Asking permission of members/councils to raise membership dues or re-organize councils
by one-third was deemed slow and cumbersome to the movement. As a result, GSUSA now hands down
movement-wide decisions and council delegates gather every three years for housekeeping changes to
organizational documents or to keep past board presidents out of the board room. At any rate, it
worked. The Core Business Strategy was "sold" as the saving grace that would propel Girl Scouts into
unparalleled success into the 21 st Century.


Note: The Board of Directors took over. It is very hard to get them to listen anymore. More and more grassroots groups of friends of the Girl Scouts are springing up because we want our old organization back!

Moreover, GSUSA needed to implement the CBS in just a few short years (approximately five years). The
lions-share of the heavily lifting came from councils who needed to merge with a half-dozen of their
neighboring councils (serving much larger geographical areas), attempt to balance budgets and create a
cohesive team of staff peppered across thousands of geographic miles.
This alone took its toll and
council CEOs were averaging less than a year on the job before throwing in the towel, unloading the
impossible task of managing their "high capacity" council onto another executive just as inexperienced. This turnover continues today.


Note: Councils merged, much experience and tradition was lost; employees and volunteers demoralized.

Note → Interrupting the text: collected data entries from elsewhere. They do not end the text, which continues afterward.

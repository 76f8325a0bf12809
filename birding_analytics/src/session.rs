//! The state of one browsing session.
//!
//! A session holds at most one loaded export. Loading a new export replaces the
//! previous results entirely; nothing is carried over between uploads.

use log::info;
use serde::{Deserialize, Serialize};

use crate::config::*;
use crate::{state_options, tally_sightings, visible_rankings};

#[derive(Eq, PartialEq, Debug, Clone, Default, Serialize, Deserialize)]
pub struct Session {
    #[serde(rename = "fileName")]
    file_name: Option<String>,
    tally: Option<Tally>,
    pub view: ViewState,
}

impl Session {
    pub fn new() -> Session {
        Session::default()
    }

    /// Replaces the current results with the tally of the given rows and
    /// switches to the analytics page.
    pub fn load(&mut self, file_name: &str, rows: &[Sighting]) -> &Tally {
        info!("Session: loading {:?} ({} rows)", file_name, rows.len());
        self.file_name = Some(file_name.to_string());
        self.view.current_view = View::Analytics;
        self.tally.insert(tally_sightings(rows))
    }

    /// Forgets the loaded file and everything derived from it.
    pub fn clear(&mut self) {
        info!("Session: removing {:?}", self.file_name);
        self.file_name = None;
        self.tally = None;
        self.view.current_view = View::Upload;
    }

    pub fn file_name(&self) -> Option<&str> {
        self.file_name.as_deref()
    }

    pub fn tally(&self) -> Option<&Tally> {
        self.tally.as_ref()
    }

    pub fn rankings(&self) -> &[CountyRanking] {
        self.tally
            .as_ref()
            .map(|t| t.rankings.as_slice())
            .unwrap_or(&[])
    }

    /// The rankings to display with the current sort and filters.
    pub fn visible(&self) -> Vec<&CountyRanking> {
        visible_rankings(self.rankings(), &self.view)
    }

    pub fn state_options(&self) -> Vec<StateFilter> {
        state_options(self.rankings())
    }

    pub fn show(&mut self, view: View) {
        self.view.current_view = view;
    }

    pub fn set_sort(&mut self, mode: SortMode) {
        self.view.sort_by = mode;
    }

    pub fn set_search(&mut self, term: &str) {
        self.view.search_term = term.to_string();
    }

    pub fn select_state(&mut self, state: StateFilter) {
        self.view.selected_state = state;
    }
}

#[cfg(test)]
mod tests {
    use super::*;

    fn rows() -> Vec<Sighting> {
        vec![
            Sighting::new("US-TX", "Travis", "2024-01-01", "1"),
            Sighting::new("US-TX", "Travis", "2024-01-01", "2"),
            Sighting::new("US-OR", "Lane", "2024-02-01", "1"),
        ]
    }

    #[test]
    fn starts_on_upload_page() {
        let s = Session::new();
        assert_eq!(s.view.current_view, View::Upload);
        assert_eq!(s.view.sort_by, SortMode::County);
        assert_eq!(s.view.selected_state, StateFilter::All);
        assert!(s.rankings().is_empty());
        assert!(s.file_name().is_none());
    }

    #[test]
    fn load_switches_to_analytics() {
        let mut s = Session::new();
        let num_counties = s.load("MyEBirdData.csv", &rows()).rankings.len();
        assert_eq!(num_counties, 2);
        assert_eq!(s.view.current_view, View::Analytics);
        assert_eq!(s.file_name(), Some("MyEBirdData.csv"));
    }

    #[test]
    fn reload_replaces_results() {
        let mut s = Session::new();
        s.load("a.csv", &rows());
        s.load("b.csv", &[Sighting::new("US-ME", "York", "2024-06-01", "9")]);
        assert_eq!(s.rankings().len(), 1);
        assert_eq!(s.rankings()[0].county, "York");
        assert_eq!(s.file_name(), Some("b.csv"));
    }

    #[test]
    fn clear_removes_everything() {
        let mut s = Session::new();
        s.load("a.csv", &rows());
        s.clear();
        assert!(s.rankings().is_empty());
        assert!(s.tally().is_none());
        assert!(s.file_name().is_none());
        assert_eq!(s.view.current_view, View::Upload);
        assert_eq!(s.state_options(), vec![StateFilter::All]);
    }

    #[test]
    fn view_changes_apply_to_visible() {
        let mut s = Session::new();
        s.load("a.csv", &rows());
        s.set_sort(SortMode::Date);
        let names: Vec<&str> = s.visible().iter().map(|r| r.county.as_str()).collect();
        assert_eq!(names, vec!["Travis", "Lane"]);

        s.select_state(StateFilter::Named("Oregon".to_string()));
        assert_eq!(s.visible().len(), 1);

        s.select_state(StateFilter::All);
        s.set_search("xyz");
        assert!(s.visible().is_empty());
    }

    #[test]
    fn view_state_serializes() {
        let mut s = Session::new();
        s.set_sort(SortMode::Date);
        s.set_search("trav");
        let js = serde_json::to_value(&s.view).unwrap();
        assert_eq!(
            js,
            serde_json::json!({
                "currentView": "upload",
                "sortBy": "date",
                "searchTerm": "trav",
                "selectedState": "All"
            })
        );
        let back: ViewState = serde_json::from_value(js).unwrap();
        assert_eq!(back, s.view);
    }
}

To add to the confusion, councils had an entirely new program for girls and a new delivery system to
conquer. Every book and badge that girls and volunteers and staff had ever known was gone. What
replaced the program was something foreign to anyone with Girl Scout experience and history.
Inexperienced council staff attempted to teach disheartened volunteers the Journeys that were quickly
rejected by both the volunteers and the girls.
The supplemental Girl Guides to Girl Scouting weren't
enough to turn things around. Simultaneously, GSUSA concluded that the troop model wasn't fresh and
the membership focus should be on short-term Pathways for member participation. Councils should
invest in six-week series opportunities or virtual groups of girls doing online Girl Scouts. None of these
were ever fully developed or addressed the issue of how the Cookie Program would be effected by
short-term Girl Scouts.


Comment: The program that we all knew completely changed. Right after they merged all our councils and got rid of all our most experienced staff and volunteers.


http://gsmembersupportersurvey.weebly.com/uploads/2/0/8/8/20881952/white_paper_2015.pdf
Anonymous
The Journeys are awful. But for Juniors and older, you have to do them if the girls want to earn the Bronze, Silver, or Gold Awards.

I got my girls through the Bronze. But I'm really struggling with the Silver. Girl Scouts competes with their other interests, and when the thing I have to offer is "we have to get through this Journey so we can start work on our Silver projects" several of the girls have expressed they just don't care about doing their projects anymore. Things they excitedly brain stormed and started planning at the beginning of the year! I hate to give up on the girls earning their Silver (and hopefully eventually Gold) but I may have to in order to keep them interested in Girl Scouts.